The depressing side of antidepressants

Story by Emiko Essmiller
Co-Design Editor & Staff Photographer

Illustration by Sunny (Sunhye) Choi
Staff Illustrator

Antidepressants are one of the most crucial medications for those within the mental health community, especially in a time period of ever-growing importance for such support and resources. Based on a survey conducted by the Center for Diseases Control, it was shown that about one in 10 Americans, over the age of 11, take some form of antidepressant medication. This number has increased steadily through the years and is predicted to continue to grow worldwide. The prescriptions aim to treat a variety of disorders, including but not limited to depressive disorders, generalized anxiety disorder, obsessive-compulsive disorder (OCD), and post-traumatic stress disorder (PTSD). They are most commonly found in the form of selective serotonin reuptake inhibitors (SSRIs), though others include tricyclic antidepressants (TCAs) and selective serotonin noradrenaline reuptake inhibitors (SNRIs). 

Patients on an antidepressant of any kind most often find themselves somewhere on this spectrum, working with a psychiatrist who prescribes them the medication. What is often not talked about, however, are the side effects of such drugs. 

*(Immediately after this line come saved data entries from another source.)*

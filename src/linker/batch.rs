//! Batch driver: best match for every primary record.

use std::fmt;

use serde::Serialize;

use super::index::LocalityIndex;
use super::matcher::{BestMatch, Matcher, Record};

/// Log progress every this many targets.
const PROGRESS_EVERY: usize = 1000;

/// Outcome for one primary record.
#[derive(Debug, Clone, Copy, PartialEq, Eq)]
pub struct Link<'a> {
    pub target: &'a Record,
    pub best: Option<BestMatch<'a>>,
}

impl fmt::Display for Link<'_> {
    fn fmt(&self, f: &mut fmt::Formatter<'_>) -> fmt::Result {
        match &self.best {
            Some(best) => write!(f, "{} --> ({}, {})", self.target.name, best.name(), best.score),
            None => write!(f, "{} --> (no match)", self.target.name),
        }
    }
}

/// Flat, serializable view of a [`Link`].
#[derive(Debug, Clone, Serialize)]
pub struct LinkRow {
    pub target: String,
    pub locality: String,
    pub matched_name: Option<String>,
    pub matched_locality: Option<String>,
    pub score: Option<u8>,
}

impl From<&Link<'_>> for LinkRow {
    fn from(link: &Link<'_>) -> Self {
        Self {
            target: link.target.name.clone(),
            locality: link.target.locality.clone(),
            matched_name: link.best.map(|b| b.name().to_string()),
            matched_locality: link.best.map(|b| b.locality().to_string()),
            score: link.best.map(|b| b.score),
        }
    }
}

/// Match every `primary` record against `secondary`.
///
/// With an active locality gate only the target's locality bucket is
/// scanned; buckets keep pool order, so results equal a gated full scan.
pub fn link_all<'a>(primary: &'a [Record], secondary: &'a [Record], matcher: &Matcher) -> Vec<Link<'a>> {
    let index = matcher
        .gate
        .is_active()
        .then(|| LocalityIndex::build(secondary, matcher.gate));

    if let Some(index) = &index {
        tracing::info!("Indexed {} candidates into {} localities", secondary.len(), index.len());
    }

    let mut links = Vec::with_capacity(primary.len());
    let mut matched = 0usize;

    for (idx, target) in primary.iter().enumerate() {
        let best = match &index {
            Some(index) => matcher.find_best_match(target, index.candidates(&target.locality).iter().copied()),
            None => matcher.find_best_match(target, secondary),
        };

        if best.is_some() {
            matched += 1;
        }
        links.push(Link { target, best });

        let done = idx + 1;
        if done % PROGRESS_EVERY == 0 {
            tracing::info!("Match progress: {}/{}, matched: {}", done, primary.len(), matched);
        }
    }

    tracing::info!("Matching complete: {} targets, {} matched", primary.len(), matched);
    links
}

#[cfg(test)]
mod tests {
    use super::*;
    use crate::linker::fuzzy::Scorer;
    use crate::linker::matcher::LocalityGate;

    fn recs(entries: &[(&str, &str)]) -> Vec<Record> {
        entries
            .iter()
            .enumerate()
            .map(|(i, (name, loc))| Record::new(i, *name, *loc))
            .collect()
    }

    #[test]
    fn test_indexed_links_equal_gated_full_scan() {
        let finance = recs(&[
            ("Acme Corporation", "US"),
            ("Beta Holdings", "FR"),
            ("Gamma GmbH", "DE"),
            ("Delta LLC", "us"),
            ("Epsilon AG", ""),
        ]);
        let procurement = recs(&[
            ("Beta Holding SA", "FR"),
            ("Acme Corp", "US"),
            ("Acme Co", "US"),
            ("Delta", "US"),
            ("Acme Corporation", "FR"),
            ("Epsilon AG", ""),
        ]);

        for gate in [LocalityGate::Exact, LocalityGate::IgnoreCase] {
            let matcher = Matcher::new(Scorer::default(), gate, Some(40));
            let links = link_all(&finance, &procurement, &matcher);

            for link in &links {
                let full = matcher.find_best_match(link.target, &procurement);
                assert_eq!(link.best, full, "gate {gate:?}, target {}", link.target.name);
            }
            assert!(links[4].best.is_none());
        }
    }

    #[test]
    fn test_every_target_gets_a_link() {
        let finance = recs(&[("Acme", "US"), ("Nobody", "JP")]);
        let procurement = recs(&[("Acme", "US")]);
        let matcher = Matcher::new(Scorer::default(), LocalityGate::Exact, None);

        let links = link_all(&finance, &procurement, &matcher);

        assert_eq!(links.len(), 2);
        assert_eq!(links[0].to_string(), "Acme --> (Acme, 100)");
        assert_eq!(links[1].to_string(), "Nobody --> (no match)");
    }

    #[test]
    fn test_link_row_flattens_match() {
        let finance = recs(&[("Acme Corporation", "US")]);
        let procurement = recs(&[("Acme Corp", "US")]);

        let links = link_all(&finance, &procurement, &Matcher::default());
        let row = LinkRow::from(&links[0]);

        assert_eq!(row.matched_name.as_deref(), Some("Acme Corp"));
        assert_eq!(row.matched_locality.as_deref(), Some("US"));
        assert_eq!(row.score, Some(72));
    }
}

All antidepressants are equipped with a black box warning — the U.S. Food and Drug Administration’s most stringent caution. Antidepressants have been linked to an increased suicide rate because of the way the class of drugs works: targeting the chemical imbalances found in the brain causing the disorder. All antidepressants work to rebalance these messengers — most often serotonin. 

The increased suicidal thoughts or anxiety is all linked to the chemical messengers in which they seek to balance. When the brain goes from a period of stress and imbalance to a state of equilibrium within the chemicals, it does not quite know how to respond. Just as people react in unexpected ways when a large change happens in their life, the nervous system reacts in the same way. As a result, some patients may feel heightened depression and anxiety symptoms when first transitioned onto the medication. 

“Antidepressant therapy typically involves a substantial delay before clinically obvious improvements occur. During initial…recovery, it is possible that suicidal impulses as well as the energy to act on them may increase,” the National Library of Medicine states on their website. “Patients should be forewarned of this likely delay in treatment effects, [and] should be given encouragement and monitored especially closely in the initial days and weeks of treatment. If full response to treatment is not observed, adjustments in medication dosage, or a change to a different antidepressant, may be necessary.” 

There is no functional method of predicting how someone may react to an antidepressant. The spectrum ranges from major hair loss to weight gain or depletion of appetite. The list goes on and is constantly growing every day. The side effects of increased suicidality and anxiety typically lasts about one to six weeks from the start of treatment. In other words, patients who are most vulnerable — most at risk for suicide — have to be thoroughly observed by their psychiatrist or other qualified medical professionals during this period of time.  

This is the reason for the FDA’s black box label. It refers to the serious or possibly detrimental side effects of antidepressants — not the idea that antidepressants cannot be taken, nor that patients should shoulder their mental illness alone. 

There is no alternative for antidepressants. All patients who use them have reached a point in their life where this was the most or only effective solution. Whether they were prescribed by will or not, these medications are what keep some of these patients alive — and certainly are not something to take lightly. They come with unavoidable, sometimes life-altering side effects, but it must be acknowledged that there will never be a cure-all for mental illness. 

If only it were possible to offer help by finding a way to exempt people from the harshest symptoms of antidepressants — or even to assist them in finding small instances of peace in their lives. In an ideal world, they would not have to be subjected to an even greater influx of hardships. The last thing that those struggling to get out of bed in the morning need is an increase in their depression or suicidal thoughts. Hoping for the impossible is both mindless and futile, but it should be desired nonetheless. There is a cost, and the only resources we have to lessen the impact is found in education and support.

The irony of antidepressants should not keep people away from them, nor should communities stop providing as many mental health resources as possible to people of all ages. It is crucial that we maintain focus on the issue at hand and offer support to those that need it. Nobody can see what individuals are struggling with behind closed doors and nobody knows when or who may end up dead because of it. This is not a case that should be disregarded. 

If you or a loved one is ever is at risk of suicide or crisis, please call the National Suicide Helpline: 988.